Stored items

##########

//! CQL native protocol client for cqldump
//!
//! A synchronous, single-connection client for native protocol version 4:
//! - Frame: header layout and opcodes
//! - Codec: body notation types (`[string]`, `[bytes]`, ...)
//! - Types: result metadata types and value decoding
//! - Response: ERROR, READY, AUTHENTICATE, RESULT, ...
//! - Connection: handshake, password authentication, QUERY with paging
//! - Session: [`cqldump_core::Session`] with schema read from `system_schema`
//!
//! TLS and protocol version 1 authentication are not supported.

#![warn(missing_docs)]
#![warn(clippy::all)]

pub mod codec;
pub mod connection;
pub mod frame;
pub mod options;
pub mod response;
pub mod session;
pub mod types;

pub use connection::Connection;
pub use frame::{Frame, FrameError, Opcode};
pub use options::{ConnectOptions, CONFIG_FILE_NAME};
pub use response::{QueryResult, Response, RowsPage};
pub use session::NativeSession;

##########

WHAT YOU SHOULD DO:
Reproduce each entry from the records above, character for character.

TASK SOLUTION:
//! CQL native protocol client for cqldump
//!
//! A synchronous, single-connection client for native protocol version 4:
//! - Frame: header layout and opcodes
//! - Codec: body notation types (`[string]`, `[bytes]`, ...)
//! - Types: result metadata types and value decoding
//! - Response: ERROR, READY, AUTHENTICATE, RESULT, ...
//! - Connection: handshake, password authentication, QUERY with paging
//! - Session: [`cqldump_core::Session`] with schema read from `system_schema`
//!
//! TLS and protocol version 1 authentication are not supported.

#![warn(missing_docs)]
#![warn(clippy::all)]

pub mod codec;
pub mod connection;
pub mod frame;
pub mod options;
pub mod response;
pub mod session;
pub mod types;

pub use connection::Connection;
pub use frame::{Frame, FrameError, Opcode};
pub use options::{ConnectOptions, CONFIG_FILE_NAME};
pub use response::{QueryResult, Response, RowsPage};
pub use session::NativeSession;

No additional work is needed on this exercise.